3. Рекомбинантный вектор экспрессии, содержащий нуклеиновую кислоту по п.2, оперативно связанную с регуляторными элементами, обеспечивающими ее экспрессию в клетке бактерии Escherichia coli.3. The recombinant expression vector containing the nucleic acid according to claim 2, operatively associated with regulatory elements that ensure its expression in the cell of the bacterium Escherichia coli.

4. Способ получения эпитопной вакцины против инфекции, вызываемой вирусом гриппа птиц, включающий введение нуклеиновой кислоты по п.2 в клетку бактерии Escherichia coli, продукцию рекомбинантной белковой молекулы в указанной клетке с образованием вирусоподобных частиц, их выделение и смешивание с физиологически приемлемым носителем.4. A method of producing an epitope vaccine against infection caused by avian influenza virus, comprising introducing the nucleic acid according to claim 2 into the cell of the bacterium Escherichia coli, producing a recombinant protein molecule in the specified cell with the formation of virus-like particles, their isolation and mixing with a physiologically acceptable carrier.

5. Вирусоподобная частица, образованная рекомбинантными белковыми молекулами по п.1, предназначенная для использования в качестве компонента вакцины против инфекции, вызываемой вирусом гриппа птиц.5. The virus-like particle formed by the recombinant protein molecules according to claim 1, intended for use as a component of a vaccine against infection caused by avian influenza virus.
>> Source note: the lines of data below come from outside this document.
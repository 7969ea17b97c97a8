//! Exact arbitrary-precision decimal arithmetic for counters and metrics
//!
//! This crate provides an immutable [`Decimal`] type backed by `BigRational`
//! for exact fixed-scale arithmetic, so values round-trip through decimal
//! strings without binary-float error. On top of the arithmetic core it
//! offers natural/arbitrary-base logarithms, rounding and truncation,
//! thousands-grouped formatting and magnitude-scaled ("human") rendering
//! with K/M/G/T/P/E unit suffixes.

#![warn(clippy::all)]
#![warn(missing_docs)]

pub mod decimal;
pub mod formatting;
pub mod transcendental;

// Re-export main types
pub use decimal::{Accumulator, Decimal, DecimalError, DecimalResult, Precision, DEFAULT_SCALE};
pub use formatting::{format_grouped, human_unit_index};
pub use transcendental::LN_ITERATIONS;

// Re-export for convenience
pub use num_bigint::BigInt;
pub use num_rational::BigRational;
6. Вакцина против инфекции, вызываемой вирусом гриппа птиц, включающая вирусоподобные частицы по п.5 и физиологически приемлемый носитель.6. A vaccine against infection caused by avian influenza virus, comprising the virus-like particles according to claim 5 and a physiologically acceptable carrier.

7. Вакцина по п.6, отличающаяся тем, что дополнительно включает адъювант. 7. The vaccine according to claim 6, characterized in that it further includes an adjuvant.